• **WORK TO BE COMPLETED**
Retype the whole listing that follows, with nothing added or left out.

——————

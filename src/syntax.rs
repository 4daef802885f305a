//! Static overview of the statement forms the analyzer understands.
//!
//! Independent of the analyzed source: it documents the grammar as a tree of
//! example productions, with the statements after the `main` declaration
//! nested under it.

use std::fmt;

/// One statement form: category, token structure and an example
#[derive(Debug, Clone, Copy, PartialEq, Eq)]
pub struct Production {
    pub category: &'static str,
    pub structure: &'static str,
    pub example: &'static str,
}

pub const PRODUCTIONS: &[Production] = &[
    Production {
        category: "PREPROCESSOR DIRECTIVE",
        structure: "LIBRARY",
        example: "#include <iostream>",
    },
    Production {
        category: "USING DIRECTIVE",
        structure: "USING NAMESPACE STD SEMICOLON",
        example: "using namespace std ;",
    },
    Production {
        category: "FUNCTION DECLARATION",
        structure: "INT IDENTIFIER OPEN_PAREN CLOSE_PAREN OPEN_BRACE",
        example: "int main ( ) {}",
    },
    Production {
        category: "OUTPUT STATEMENT",
        structure: "COUT INSERTION STRING_LITERAL SEMICOLON",
        example: "cout << Hello World! ;",
    },
    Production {
        category: "DECLARATION",
        structure: "INT IDENTIFIER SEMICOLON",
        example: "int num1 ;",
    },
    Production {
        category: "INPUT STATEMENT",
        structure: "CIN EXTRACTION IDENTIFIER SEMICOLON",
        example: "cin >> num1 ;",
    },
    Production {
        category: "RETURN STATEMENT",
        structure: "RETURN INTEGER_LITERAL SEMICOLON",
        example: "return 0 ;",
    },
];

/// A node of the grammar tree
#[derive(Debug, Clone, PartialEq, Eq)]
pub struct GrammarNode {
    pub value: String,
    pub children: Vec<GrammarNode>,
}

impl GrammarNode {
    fn new(value: impl Into<String>) -> Self {
        Self {
            value: value.into(),
            children: Vec::new(),
        }
    }

    fn with_children(mut self, children: Vec<GrammarNode>) -> Self {
        self.children = children;
        self
    }

    fn write_indented(&self, f: &mut fmt::Formatter<'_>, depth: usize) -> fmt::Result {
        writeln!(f, "{}{}", "  ".repeat(depth), self.value)?;
        for child in &self.children {
            child.write_indented(f, depth + 1)?;
        }
        Ok(())
    }
}

impl fmt::Display for GrammarNode {
    fn fmt(&self, f: &mut fmt::Formatter<'_>) -> fmt::Result {
        self.write_indented(f, 1)
    }
}

/// Build the tree for a list of productions
pub fn grammar_tree(productions: &[Production]) -> GrammarNode {
    let mut top_level = Vec::new();
    let mut function: Option<GrammarNode> = None;

    for production in productions {
        let node = GrammarNode::new(production.example);

        let node = match production.category {
            "FUNCTION DECLARATION" => {
                let return_type = production.structure.split(' ').next().unwrap_or("");
                let name = production.example.split(' ').nth(1).unwrap_or("");
                if let Some(previous) = function.take() {
                    top_level.push(previous);
                }
                function = Some(node.with_children(vec![
                    GrammarNode::new(return_type),
                    GrammarNode::new(name),
                ]));
                continue;
            }
            "OUTPUT STATEMENT" => operator_node(node, "INSERTION", "<<", production.example),
            "INPUT STATEMENT" => operator_node(node, "EXTRACTION", ">>", production.example),
            "RETURN STATEMENT" => {
                let value = production
                    .example
                    .trim_start_matches("return")
                    .trim_end_matches(';')
                    .trim();
                node.with_children(vec![
                    GrammarNode::new("RETURN").with_children(vec![GrammarNode::new(value)])
                ])
            }
            _ => node.with_children(vec![
                GrammarNode::new(production.structure),
                GrammarNode::new(production.example),
            ]),
        };

        match function.as_mut() {
            Some(function) => function.children.push(node),
            None => top_level.push(node),
        }
    }

    top_level.extend(function);
    GrammarNode::new("PROGRAM").with_children(top_level)
}

fn operator_node(node: GrammarNode, name: &str, operator: &str, example: &str) -> GrammarNode {
    let (left, right) = example.split_once(operator).unwrap_or((example, ""));
    node.with_children(vec![GrammarNode::new(name).with_children(vec![
        GrammarNode::new(left.trim()),
        GrammarNode::new(right.trim()),
    ])])
}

——————

• **TASK RESPONSE**
filename src/syntax.rs
repository 4daef802885f305a
//! Static overview of the statement forms the analyzer understands.
//!
//! Independent of the analyzed source: it documents the grammar as a tree of
//! example productions, with the statements after the `main` declaration
//! nested under it.

use std::fmt;

/// One statement form: category, token structure and an example
#[derive(Debug, Clone, Copy, PartialEq, Eq)]
pub struct Production {
    pub category: &'static str,
    pub structure: &'static str,
    pub example: &'static str,
}

pub const PRODUCTIONS: &[Production] = &[
    Production {
        category: "PREPROCESSOR DIRECTIVE",
        structure: "LIBRARY",
        example: "#include <iostream>",
    },
    Production {
        category: "USING DIRECTIVE",
        structure: "USING NAMESPACE STD SEMICOLON",
        example: "using namespace std ;",
    },
    Production {
        category: "FUNCTION DECLARATION",
        structure: "INT IDENTIFIER OPEN_PAREN CLOSE_PAREN OPEN_BRACE",
        example: "int main ( ) {}",
    },
    Production {
        category: "OUTPUT STATEMENT",
        structure: "COUT INSERTION STRING_LITERAL SEMICOLON",
        example: "cout << Hello World! ;",
    },
    Production {
        category: "DECLARATION",
        structure: "INT IDENTIFIER SEMICOLON",
        example: "int num1 ;",
    },
    Production {
        category: "INPUT STATEMENT",
        structure: "CIN EXTRACTION IDENTIFIER SEMICOLON",
        example: "cin >> num1 ;",
    },
    Production {
        category: "RETURN STATEMENT",
        structure: "RETURN INTEGER_LITERAL SEMICOLON",
        example: "return 0 ;",
    },
];

/// A node of the grammar tree
#[derive(Debug, Clone, PartialEq, Eq)]
pub struct GrammarNode {
    pub value: String,
    pub children: Vec<GrammarNode>,
}

impl GrammarNode {
    fn new(value: impl Into<String>) -> Self {
        Self {
            value: value.into(),
            children: Vec::new(),
        }
    }

    fn with_children(mut self, children: Vec<GrammarNode>) -> Self {
        self.children = children;
        self
    }

    fn write_indented(&self, f: &mut fmt::Formatter<'_>, depth: usize) -> fmt::Result {
        writeln!(f, "{}{}", "  ".repeat(depth), self.value)?;
        for child in &self.children {
            child.write_indented(f, depth + 1)?;
        }
        Ok(())
    }
}

impl fmt::Display for GrammarNode {
    fn fmt(&self, f: &mut fmt::Formatter<'_>) -> fmt::Result {
        self.write_indented(f, 1)
    }
}

/// Build the tree for a list of productions
pub fn grammar_tree(productions: &[Production]) -> GrammarNode {
    let mut top_level = Vec::new();
    let mut function: Option<GrammarNode> = None;

    for production in productions {
        let node = GrammarNode::new(production.example);

        let node = match production.category {
            "FUNCTION DECLARATION" => {
                let return_type = production.structure.split(' ').next().unwrap_or("");
                let name = production.example.split(' ').nth(1).unwrap_or("");
                if let Some(previous) = function.take() {
                    top_level.push(previous);
                }
                function = Some(node.with_children(vec![
                    GrammarNode::new(return_type),
                    GrammarNode::new(name),
                ]));
                continue;
            }
            "OUTPUT STATEMENT" => operator_node(node, "INSERTION", "<<", production.example),
            "INPUT STATEMENT" => operator_node(node, "EXTRACTION", ">>", production.example),
            "RETURN STATEMENT" => {
                let value = production
                    .example
                    .trim_start_matches("return")
                    .trim_end_matches(';')
                    .trim();
                node.with_children(vec![
                    GrammarNode::new("RETURN").with_children(vec![GrammarNode::new(value)])
                ])
            }
            _ => node.with_children(vec![
                GrammarNode::new(production.structure),
                GrammarNode::new(production.example),
            ]),
        };

        match function.as_mut() {
            Some(function) => function.children.push(node),
            None => top_level.push(node),
        }
    }

    top_level.extend(function);
    GrammarNode::new("PROGRAM").with_children(top_level)
}

fn operator_node(node: GrammarNode, name: &str, operator: &str, example: &str) -> GrammarNode {
    let (left, right) = example.split_once(operator).unwrap_or((example, ""));
    node.with_children(vec![GrammarNode::new(name).with_children(vec![
        GrammarNode::new(left.trim()),
        GrammarNode::new(right.trim()),
    ])])
}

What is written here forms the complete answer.